// Licensed to the Apache Software Foundation (ASF) under one
// or more contributor license agreements.  See the NOTICE file
// distributed with this work for additional information
// regarding copyright ownership.  The ASF licenses this file
// to you under the Apache License, Version 2.0 (the
// "License"); you may not use this file except in compliance
// with the License.  You may obtain a copy of the License at
//
//   http://www.apache.org/licenses/LICENSE-2.0
//
// Unless required by applicable law or agreed to in writing,
// software distributed under the License is distributed on an
// "AS IS" BASIS, WITHOUT WARRANTIES OR CONDITIONS OF ANY
// KIND, either express or implied.  See the License for the
// specific language governing permissions and limitations
// under the License.
use arrow::array::{Array, ArrayBuilder, ArrayRef, UInt64Builder};
use arrow::datatypes::DataType;

use crate::exec::expr::agg::{AggregateFunction, AggregateState};

/// `count()` counts rows; `count(x)` counts rows where `x` is not null.
#[derive(Debug)]
pub(super) struct CountAgg {
    count_all: bool,
}

impl CountAgg {
    pub(super) fn try_new(arg_types: &[DataType]) -> Result<Self, String> {
        if arg_types.len() > 1 {
            return Err(format!(
                "count expects at most one argument, got {}",
                arg_types.len()
            ));
        }
        Ok(Self {
            count_all: arg_types.is_empty(),
        })
    }
}

struct CountState {
    count: u64,
    count_all: bool,
}

impl AggregateState for CountState {
    fn add(&mut self, columns: &[ArrayRef], row: usize) -> Result<(), String> {
        let counted = match columns.first() {
            Some(column) if !self.count_all => {
                !matches!(column.data_type(), DataType::Null) && column.is_valid(row)
            }
            _ => true,
        };
        if counted {
            self.count += 1;
        }
        Ok(())
    }

    fn merge(&mut self, other: &dyn AggregateState) -> Result<(), String> {
        let other = other
            .as_any()
            .downcast_ref::<CountState>()
            .ok_or_else(|| "count cannot merge a foreign state".to_string())?;
        self.count += other.count;
        Ok(())
    }

    fn serialize(&self) -> Vec<u8> {
        self.count.to_le_bytes().to_vec()
    }

    fn insert_result_into(&self, out: &mut dyn ArrayBuilder) -> Result<(), String> {
        out.as_any_mut()
            .downcast_mut::<UInt64Builder>()
            .ok_or_else(|| "count result builder must be UInt64".to_string())?
            .append_value(self.count);
        Ok(())
    }

    fn as_any(&self) -> &dyn std::any::Any {
        self
    }
}

impl AggregateFunction for CountAgg {
    fn name(&self) -> &str {
        "count"
    }

    fn return_type(&self) -> DataType {
        DataType::UInt64
    }

    fn size_of_data(&self) -> usize {
        std::mem::size_of::<u64>()
    }

    fn create(&self) -> Box<dyn AggregateState> {
        Box::new(CountState {
            count: 0,
            count_all: self.count_all,
        })
    }
}
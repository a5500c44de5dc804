// Licensed to the Apache Software Foundation (ASF) under one
// or more contributor license agreements.  See the NOTICE file
// distributed with this work for additional information
// regarding copyright ownership.  The ASF licenses this file
// to you under the Apache License, Version 2.0 (the
// "License"); you may not use this file except in compliance
// with the License.  You may obtain a copy of the License at
//
//   http://www.apache.org/licenses/LICENSE-2.0
//
// Unless required by applicable law or agreed to in writing,
// software distributed under the License is distributed on an
// "AS IS" BASIS, WITHOUT WARRANTIES OR CONDITIONS OF ANY
// KIND, either express or implied.  See the License for the
// specific language governing permissions and limitations
// under the License.
use arrow::datatypes::{
    ArrowPrimitiveType, DataType, Float32Type, Float64Type, Int8Type, Int16Type, Int32Type,
    Int64Type, UInt8Type, UInt16Type, UInt32Type, UInt64Type,
};

/// Physical element representations with a specialized code path.
///
/// Everything that is not listed here is `Generic` and goes through
/// `MutableArrayData`/`take`, which only need copy-range and default
/// insertion.
#[derive(Clone, Copy, Debug, PartialEq, Eq)]
pub enum ElementKind {
    UInt8,
    UInt16,
    UInt32,
    UInt64,
    Int8,
    Int16,
    Int32,
    Int64,
    Float32,
    Float64,
    FixedString(i32),
    String,
    Generic,
}

impl ElementKind {
    pub fn of(data_type: &DataType) -> Self {
        match data_type {
            DataType::UInt8 => ElementKind::UInt8,
            DataType::UInt16 => ElementKind::UInt16,
            DataType::UInt32 => ElementKind::UInt32,
            DataType::UInt64 => ElementKind::UInt64,
            DataType::Int8 => ElementKind::Int8,
            DataType::Int16 => ElementKind::Int16,
            DataType::Int32 => ElementKind::Int32,
            DataType::Int64 => ElementKind::Int64,
            DataType::Float32 => ElementKind::Float32,
            DataType::Float64 => ElementKind::Float64,
            DataType::FixedSizeBinary(width) => ElementKind::FixedString(*width),
            DataType::Utf8 => ElementKind::String,
            _ => ElementKind::Generic,
        }
    }

    pub fn is_integral(&self) -> bool {
        matches!(
            self,
            ElementKind::UInt8
                | ElementKind::UInt16
                | ElementKind::UInt32
                | ElementKind::UInt64
                | ElementKind::Int8
                | ElementKind::Int16
                | ElementKind::Int32
                | ElementKind::Int64
        )
    }

    pub fn is_unsigned(&self) -> bool {
        matches!(
            self,
            ElementKind::UInt8 | ElementKind::UInt16 | ElementKind::UInt32 | ElementKind::UInt64
        )
    }

    pub fn is_numeric(&self) -> bool {
        self.is_integral() || matches!(self, ElementKind::Float32 | ElementKind::Float64)
    }

    /// Byte width of one element, if fixed.
    pub fn fixed_width(&self) -> Option<usize> {
        let width = match self {
            ElementKind::UInt8 | ElementKind::Int8 => 1,
            ElementKind::UInt16 | ElementKind::Int16 => 2,
            ElementKind::UInt32 | ElementKind::Int32 | ElementKind::Float32 => 4,
            ElementKind::UInt64 | ElementKind::Int64 | ElementKind::Float64 => 8,
            ElementKind::FixedString(width) => usize::try_from(*width).ok()?,
            ElementKind::String | ElementKind::Generic => return None,
        };
        Some(width)
    }
}

/// One algorithm, specialized per representation.
pub trait ElementVisitor {
    type Output;

    fn visit_primitive<T: ArrowPrimitiveType>(self) -> Self::Output;
    fn visit_fixed_string(self, width: i32) -> Self::Output;
    fn visit_string(self) -> Self::Output;
    fn visit_generic(self) -> Self::Output;
}

/// Runs `visitor` on the branch matching `data_type`.
pub fn dispatch_element<V: ElementVisitor>(data_type: &DataType, visitor: V) -> V::Output {
    match ElementKind::of(data_type) {
        ElementKind::UInt8 => visitor.visit_primitive::<UInt8Type>(),
        ElementKind::UInt16 => visitor.visit_primitive::<UInt16Type>(),
        ElementKind::UInt32 => visitor.visit_primitive::<UInt32Type>(),
        ElementKind::UInt64 => visitor.visit_primitive::<UInt64Type>(),
        ElementKind::Int8 => visitor.visit_primitive::<Int8Type>(),
        ElementKind::Int16 => visitor.visit_primitive::<Int16Type>(),
        ElementKind::Int32 => visitor.visit_primitive::<Int32Type>(),
        ElementKind::Int64 => visitor.visit_primitive::<Int64Type>(),
        ElementKind::Float32 => visitor.visit_primitive::<Float32Type>(),
        ElementKind::Float64 => visitor.visit_primitive::<Float64Type>(),
        ElementKind::FixedString(width) => visitor.visit_fixed_string(width),
        ElementKind::String => visitor.visit_string(),
        ElementKind::Generic => visitor.visit_generic(),
    }
}
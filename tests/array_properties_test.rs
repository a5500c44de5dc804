// Licensed to the Apache Software Foundation (ASF) under one
// or more contributor license agreements.  See the NOTICE file
// distributed with this work for additional information
// regarding copyright ownership.  The ASF licenses this file
// to you under the Apache License, Version 2.0 (the
// "License"); you may not use this file except in compliance
// with the License.  You may obtain a copy of the License at
//
//   http://www.apache.org/licenses/LICENSE-2.0
//
// Unless required by applicable law or agreed to in writing,
// software distributed under the License is distributed on an
// "AS IS" BASIS, WITHOUT WARRANTIES OR CONDITIONS OF ANY
// KIND, either express or implied.  See the License for the
// specific language governing permissions and limitations
// under the License.
//! Integration tests for the array functions, driven through the public
//! `return_type` / `eval_array_function` / `execute` entry points.
mod common;

use std::sync::Arc;

use arrow::array::{Array, AsArray, UInt64Array};
use arrow::datatypes::{DataType, Int32Type};

use arrayfn::{Chunk, Column, execute};
use common::*;

fn sample_rows() -> Vec<Vec<Option<i32>>> {
    vec![
        vec![Some(1), None, Some(3)],
        vec![],
        vec![Some(7)],
        vec![None, None],
        vec![Some(5), Some(4), Some(3), Some(2), Some(1)],
    ]
}

fn elements(column: &Column) -> Vec<Option<i32>> {
    column
        .to_full()
        .unwrap()
        .as_primitive::<Int32Type>()
        .iter()
        .collect()
}

#[test]
fn test_reverse_is_an_involution() {
    let arr = int_arrays(sample_rows());
    let once = call("arrayReverse", &[arr.clone()], 5).unwrap();
    let twice = call("arrayReverse", &[once.clone()], 5).unwrap();
    assert_eq!(int_rows(&twice), sample_rows());
    assert_eq!(int_rows(&once)[0], vec![Some(3), None, Some(1)]);
}

#[test]
fn test_positive_and_negative_indices_agree() {
    let rows = sample_rows();
    let arr = int_arrays(rows.clone());
    for (row, values) in rows.iter().enumerate() {
        let len = values.len() as i64;
        for k in 1..=len {
            let mut pos = vec![None; rows.len()];
            let mut neg = vec![None; rows.len()];
            pos[row] = Some(k);
            neg[row] = Some(-(len - k + 1));
            let a = call("arrayElement", &[arr.clone(), i64s(pos)], rows.len()).unwrap();
            let b = call("arrayElement", &[arr.clone(), i64s(neg)], rows.len()).unwrap();
            assert_eq!(elements(&a)[row], elements(&b)[row]);
            assert_eq!(elements(&a)[row], values[(k - 1) as usize]);
        }
    }
}

#[test]
fn test_out_of_range_index_gives_default_or_null() {
    let nullable = ints(vec![vec![1, 2], vec![]]);
    for k in [3, -3, 100, i64::MIN] {
        let out = call("arrayElement", &[nullable.clone(), const_i64(k, 2)], 2).unwrap();
        assert_eq!(elements(&out), vec![None, None]);
    }

    let plain = plain_ints(vec![vec![1, 2], vec![]]);
    let out = call("arrayElement", &[plain, const_i64(3, 2)], 2).unwrap();
    let out = out.to_full().unwrap();
    assert_eq!(out.null_count(), 0);
    assert_eq!(out.as_primitive::<Int32Type>().values().to_vec(), vec![0, 0]);
}

#[test]
fn test_zero_index_is_rejected() {
    let arr = ints(vec![vec![1]]);
    let err = call("arrayElement", &[arr, const_i64(0, 1)], 1).unwrap_err();
    assert_eq!(err.kind(), "ZERO_ARRAY_OR_TUPLE_INDEX");
}

#[test]
fn test_distinct_count_ignores_order_and_duplicates() {
    let arr = int_arrays(vec![
        vec![Some(3), Some(1), Some(2)],
        vec![Some(2), Some(2), Some(1), Some(3), Some(3), Some(3)],
        vec![Some(1), Some(3), Some(2), Some(1)],
    ]);
    let out = call("arrayUniq", &[arr], 3).unwrap();
    assert_eq!(u32_values(&out), vec![3, 3, 3]);
}

#[test]
fn test_concat_of_slices_restores_array() {
    let rows = vec![vec![1, 2, 3, 4, 5], vec![6, 7], vec![8, 9, 10]];
    let arr = ints(rows.clone());
    for n in 0..=3i64 {
        let head = call("arraySlice", &[arr.clone(), const_i64(1, 3), const_i64(n, 3)], 3).unwrap();
        let tail = call("arraySlice", &[arr.clone(), const_i64(n + 1, 3)], 3).unwrap();
        let joined = call("arrayConcat", &[head, tail], 3).unwrap();
        assert_eq!(int_rows(&joined), int_rows(&arr), "split at {}", n);
    }
}

#[test]
fn test_empty_array_to_single_is_idempotent() {
    let arr = int_arrays(vec![vec![], vec![Some(1), None], vec![]]);
    let once = call("emptyArrayToSingle", &[arr], 3).unwrap();
    let twice = call("emptyArrayToSingle", &[once.clone()], 3).unwrap();
    assert_eq!(int_rows(&once), int_rows(&twice));
    assert_eq!(
        int_rows(&once),
        vec![vec![Some(0)], vec![Some(1), None], vec![Some(0)]]
    );
}

#[test]
fn test_range_rows() {
    let bounds = Column::full(Arc::new(UInt64Array::from(vec![5, 0, 3])));
    let out = call("range", &[bounds], 3).unwrap();
    let out = out.to_full().unwrap();
    let list = out.as_list::<i32>();
    let rows: Vec<Vec<u64>> = (0..list.len())
        .map(|i| {
            list.value(i)
                .as_primitive::<arrow::datatypes::UInt64Type>()
                .values()
                .to_vec()
        })
        .collect();
    assert_eq!(rows, vec![vec![0, 1, 2, 3, 4], vec![], vec![0, 1, 2]]);
}

#[test]
fn test_enumerate_uniq_scenario() {
    let arr = int_arrays(vec![vec![Some(1), Some(2), Some(2), None], vec![Some(1), Some(3)]]);
    let out = call("arrayEnumerateUniq", &[arr], 2).unwrap();
    assert_eq!(u32_rows(&out), vec![vec![1, 1, 2, 1], vec![1, 1]]);
}

#[test]
fn test_push_pop_slice_scenarios() {
    let out = call("arrayPushBack", &[ints(vec![vec![1, 2]]), const_i32(3, 1)], 1).unwrap();
    assert_eq!(int_rows(&out), vec![vec![Some(1), Some(2), Some(3)]]);

    let out = call("arrayPopFront", &[ints(vec![vec![1, 2, 3]])], 1).unwrap();
    assert_eq!(int_rows(&out), vec![vec![Some(2), Some(3)]]);

    let out = call("arraySlice", &[ints(vec![vec![1, 2, 3, 4, 5]]), const_i64(-2, 1)], 1).unwrap();
    assert_eq!(int_rows(&out), vec![vec![Some(4), Some(5)]]);
}

#[test]
fn test_uniq_null_group_scenario() {
    let arr = int_arrays(vec![vec![Some(1), None, Some(1), None, Some(2)]]);
    let out = call("arrayUniq", &[arr], 1).unwrap();
    assert_eq!(u32_values(&out), vec![3]);
}

#[test]
fn test_constant_arguments_stay_constant() {
    let arr = const_ints(vec![1, 2, 3], 4);
    let out = call("arrayReverse", &[arr.clone()], 4).unwrap();
    assert!(out.is_const());
    assert_eq!(out.len(), 4);
    assert_eq!(int_rows(&out), vec![vec![Some(3), Some(2), Some(1)]; 4]);

    let out = call("arraySlice", &[arr, const_i64(2, 4), const_i64(1, 4)], 4).unwrap();
    assert!(out.is_const());
    assert_eq!(int_rows(&out), vec![vec![Some(2)]; 4]);
}

#[test]
fn test_strings_flow_through_concat_and_element() {
    let arr = string_arrays(vec![vec![Some("a"), None], vec![Some("b")]]);
    let out = call("arrayConcat", &[arr.clone(), arr.clone()], 2).unwrap();
    assert_eq!(
        string_rows(&out)[1],
        vec![Some("b".to_string()), Some("b".to_string())]
    );
    let out = call("arrayElement", &[arr, const_i64(2, 2)], 2).unwrap();
    let out = out.to_full().unwrap();
    let strings = out.as_string::<i32>();
    assert!(strings.is_null(0));
    assert!(strings.is_null(1));
}

#[test]
fn test_array_constructor_widens_elements() {
    let a = Column::full(Arc::new(arrow::array::Int8Array::from(vec![1, 2])));
    let b = Column::full(Arc::new(arrow::array::Int32Array::from(vec![30, 40])));
    let result_type = arrayfn::return_type("array", &[a.clone(), b.clone()]).unwrap();
    let DataType::List(field) = &result_type else {
        panic!("array must return a list, got {}", result_type);
    };
    assert_eq!(field.data_type(), &DataType::Int32);
    let out = arrayfn::eval_array_function("array", &[a, b], &result_type, 2).unwrap();
    assert_eq!(
        int_rows(&out),
        vec![vec![Some(1), Some(30)], vec![Some(2), Some(40)]]
    );
}

#[test]
fn test_zipped_length_mismatch() {
    let a = ints(vec![vec![1, 2]]);
    let b = ints(vec![vec![1]]);
    let err = call("arrayUniq", &[a, b], 1).unwrap_err();
    assert_eq!(err.kind(), "SIZES_OF_ARRAYS_DOESNT_MATCH");
}

#[test]
fn test_execute_on_chunk() {
    let config = TestConfig::new().unwrap();
    config.init_logging();
    let arr = ints(vec![vec![1, 2, 3], vec![4]]);
    let mut chunk = Chunk::try_new(vec![arr, const_i64(2, 2)]).unwrap();
    let slot = execute("array_slice", &mut chunk, &[0, 1]).unwrap();
    assert_eq!(slot, 2);
    assert_eq!(
        int_rows(chunk.column(slot).unwrap()),
        vec![vec![Some(2), Some(3)], vec![]]
    );
}

#[test]
fn test_non_array_argument_is_rejected() {
    let scalar = const_i64(1, 1);
    let err = arrayfn::return_type("arrayReverse", &[scalar]).unwrap_err();
    assert_eq!(err.kind(), "ILLEGAL_TYPE_OF_ARGUMENT");
}
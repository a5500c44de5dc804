// Licensed to the Apache Software Foundation (ASF) under one
// or more contributor license agreements.  See the NOTICE file
// distributed with this work for additional information
// regarding copyright ownership.  The ASF licenses this file
// to you under the Apache License, Version 2.0 (the
// "License"); you may not use this file except in compliance
// with the License.  You may obtain a copy of the License at
//
//   http://www.apache.org/licenses/LICENSE-2.0
//
// Unless required by applicable law or agreed to in writing,
// software distributed under the License is distributed on an
// "AS IS" BASIS, WITHOUT WARRANTIES OR CONDITIONS OF ANY
// KIND, either express or implied.  See the License for the
// specific language governing permissions and limitations
// under the License.
use std::sync::Arc;

use arrow::array::{Array, ArrayRef, UInt32Array};
use arrow::compute::take;
use arrow::datatypes::DataType;

use crate::common::error::{FunctionError, Result};

/// A batch column: either one value per row, or a single value broadcast
/// over `rows` rows.
#[derive(Debug, Clone)]
pub enum Column {
    Full(ArrayRef),
    Const { value: ArrayRef, rows: usize },
}

impl Column {
    pub fn full(array: ArrayRef) -> Self {
        Column::Full(array)
    }

    /// `value` must hold exactly one row.
    pub fn constant(value: ArrayRef, rows: usize) -> Result<Self> {
        if value.len() != 1 {
            return Err(FunctionError::logical(format!(
                "constant column expects a single value, got {} rows",
                value.len()
            )));
        }
        Ok(Column::Const { value, rows })
    }

    pub fn len(&self) -> usize {
        match self {
            Column::Full(array) => array.len(),
            Column::Const { rows, .. } => *rows,
        }
    }

    pub fn is_empty(&self) -> bool {
        self.len() == 0
    }

    pub fn is_const(&self) -> bool {
        matches!(self, Column::Const { .. })
    }

    pub fn data_type(&self) -> &DataType {
        self.data().data_type()
    }

    pub fn is_null_type(&self) -> bool {
        matches!(self.data_type(), DataType::Null)
    }

    /// Underlying storage: the full array, or the single constant value.
    pub fn data(&self) -> &ArrayRef {
        match self {
            Column::Full(array) => array,
            Column::Const { value, .. } => value,
        }
    }

    /// Physical position of logical row `row` inside [`Column::data`].
    pub fn row_index(&self, row: usize) -> usize {
        if self.is_const() { 0 } else { row }
    }

    /// Materializes a constant into a varying column.
    pub fn to_full(&self) -> Result<ArrayRef> {
        match self {
            Column::Full(array) => Ok(Arc::clone(array)),
            Column::Const { value, rows } => {
                let indices = UInt32Array::from(vec![0u32; *rows]);
                Ok(take(value.as_ref(), &indices, None)?)
            }
        }
    }

    /// Same shape, different storage; keeps constness.
    pub fn with_data(&self, data: ArrayRef) -> Result<Self> {
        match self {
            Column::Full(_) => Ok(Column::Full(data)),
            Column::Const { rows, .. } => Column::constant(data, *rows),
        }
    }
}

=-=-=-=-=

Prompt: Find the number of lines in the listing that carry the word "arrayConcat". Only that figure should appear in the reply.

Reply to the exercise: 2